Editorial handling: B. Lehmann
Appendix: description of sample localities for principal gold occurrences and related carbonate mineralisation, South Devon
Appendix: description of sample localities for principal gold occurrences and related carbonate mineralisation, South Devon
The mineralisation occurs in narrow, fracture-controlled, carbonate-silica veinlets (<2 cm) cutting Permian basalts of the Exeter Volcanic Rocks. Four main types of carbonate mineralisation have been recognised: flat lying veins (barren), vertical to sub-vertical veins (auriferous), breccia veins and macroscopic carbonate-filled vesicles in the basalts. Locally, in disused quarry workings (Raddon), close to the exploration area, carbonated basalts carry up to 1,400 ppb Au. Stratigraphically above and below the host basalt unit, the veins are absent in the less competent sandstones and siltstones of the Exeter Group. Though there is no apparent correlation between gold grade and vein thickness, the grades are highest where vein densities are highest. Samples were taken from borehole cores.
Hope’s Nose, Torquay
Several centimetric, auriferous carbonate veins trending N70°W cut pale-coloured, massively-bedded, Middle Devonian limestones. The wallrocks and vein carbonates show conspicuous, patchy hematisation, and microstructural analysis (this study) indicates that displacement on the veins is normal (maximum 50 cm) and consistent with the displacement of propagation upwards. Samples were acquired from private collections but were fully representative of veins carrying visible free gold.
Upton Pyne, Crediton
The site of an abandoned 19th century manganese mine, the mineralisation is reported to occur within Permian breccias on the down thrown side of an E–W trending Permian-Carboniferous fault marking the southern boundary of the Crediton Trough (Edwards and Scrivener 1999). The samples, mainly manganese oxides (psilomelane, manganite, pyrolusite) and carbonate ore (rhodocrosite, solid solution MnCO3-CaCO3carbonates with 20–60 wt% MnCO3) and calcite, were taken from spoil tips, museum collections and rare specimens from archived borehole material.

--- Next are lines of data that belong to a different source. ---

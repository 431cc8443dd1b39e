//! Doctor - cache location and manifest health

use anyhow::Result;

use modcache::cache::index::CacheIndex;
use modcache::cache::Resolver;
use modcache::core::model::{CacheError, ResultItem, ResultSet};
use modcache::core::paths::normalize_path;
use modcache::core::render::RenderConfig;

use super::print;

/// Collect the doctor report
pub fn check_cache(resolver: &Resolver) -> ResultSet {
    let mut result_set = ResultSet::new();
    let root = resolver.cache_root();
    let root_str = normalize_path(root);

    if !root.is_dir() {
        let mut item = ResultItem::error(CacheError::new(
            "CACHE_ROOT_MISSING",
            format!("Cache root {} does not exist", root_str),
        ));
        item.path = Some(root_str);
        result_set.push(item);
        return result_set;
    }

    let origins = CacheIndex::new(resolver).origins();
    let entries: usize = origins
        .iter()
        .filter_map(|o| o.manifest.as_ref())
        .map(|m| m.len())
        .sum();
    let broken: Vec<&str> = origins
        .iter()
        .filter(|o| o.manifest.is_none())
        .map(|o| o.origin.as_str())
        .collect();

    let mut status = ResultItem::status(
        format!(
            "✓ cache root {} ({} origins, {} manifest entries)",
            root_str,
            origins.len(),
            entries
        ),
        serde_json::json!({
            "cache_root": root_str.clone(),
            "origins": origins.len(),
            "entries": entries,
            "broken_manifests": broken,
        }),
    );
    status.path = Some(root_str);
    result_set.push(status);

    for origin in broken {
        result_set.push(ResultItem::error(CacheError::new(
            "MANIFEST_UNREADABLE",
            format!("Manifest of {} does not load", origin),
        )));
    }

    result_set
}

/// Run the doctor command
pub fn run_doctor(resolver: &Resolver, config: RenderConfig) -> Result<()> {
    let result_set = check_cache(resolver);
    print(&result_set, config);

    if result_set.items.iter().any(|i| !i.errors.is_empty()) {
        eprintln!("\n⚠️  The module cache has problems, see the errors above.");
    }

    Ok(())
}

#[cfg(test)]
mod tests {
    use super::*;
    use modcache::core::model::Kind;
    use tempfile::tempdir;

    #[test]
    fn test_check_cache_missing_root() {
        let resolver = Resolver::with_root("/definitely/not/a/cache/root");
        let report = check_cache(&resolver);
        assert_eq!(report.len(), 1);
        assert_eq!(report.items[0].errors[0].code, "CACHE_ROOT_MISSING");
    }

    #[test]
    fn test_check_cache_broken_manifest() {
        let temp = tempdir().unwrap();
        let good = temp.path().join("https/deno.land");
        let bad = temp.path().join("https/broken.dev");
        std::fs::create_dir_all(&good).unwrap();
        std::fs::create_dir_all(&bad).unwrap();
        std::fs::write(good.join("manifest.json"), r#"{"h1": "/a.ts", "h2": "/b.ts"}"#).unwrap();
        std::fs::write(bad.join("manifest.json"), "not json").unwrap();

        let report = check_cache(&Resolver::with_root(temp.path()));
        assert_eq!(report.items[0].kind, Kind::Status);
        let data = report.items[0].data.as_ref().unwrap();
        assert_eq!(data["origins"], 2);
        assert_eq!(data["entries"], 2);
        assert_eq!(data["broken_manifests"][0], "https://broken.dev");
        assert_eq!(report.items[1].errors[0].code, "MANIFEST_UNREADABLE");
    }
}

Rare grains of gold have been recovered from the borehole cores. Microprobe analysis of the pyrolusite-manganite ore indicates less than 0.01 wt% Cr, Ti, Co, Ni, Zn and 0.01–0.4 wt% Ba.
The carbonate mineralisation occurs within a 15 m wide fault zone trending approximately N–S which brings Devonian limestone into contact with Permian sediments. At this locality the Devonian consists of massive limestones, tuffs and dolerite sills. The mineralisation is characterised by multiple generations of calcite and minor hematite, indicating several periods of fault movement and deposition. Moreover, the size (up to 30 cm), morphology and colour zonation (colourless, white and pink) of the calcite crystals suggests open space growth with frequent changes in fluid chemistry and/or redox conditions. Dolomite and manganese oxides are present as minor gangue components and are typically late within the overall carbonate paragenesis. Samples taken were representative of the mineral paragenesis.
Vertical, centimetric calcite veins are found at the margins of metre-wide red sandstone neptunian dykes that cut massively-bedded Devonian limestones. On account of their colour and proximity to offshore red beds they are presumed to be Permo–Triassic in age (Richter 1966). Two main dyke trends can be recognised, E–W and N–S; the latter clearly younger. The calcite grows directly on the wall-rocks and separates pale-coloured Devonian limestone from a red sandstone infilling. They are thought to occupy major sub-unconformity fractures formed prior to the inflow of sediment. Most of the carbonate is coarse-grained and shows a regular colour zonation from creamy-brown at the dyke margins to white in the dyke centre. No other minerals are present. Samples were taken of the early and late stage carbonate.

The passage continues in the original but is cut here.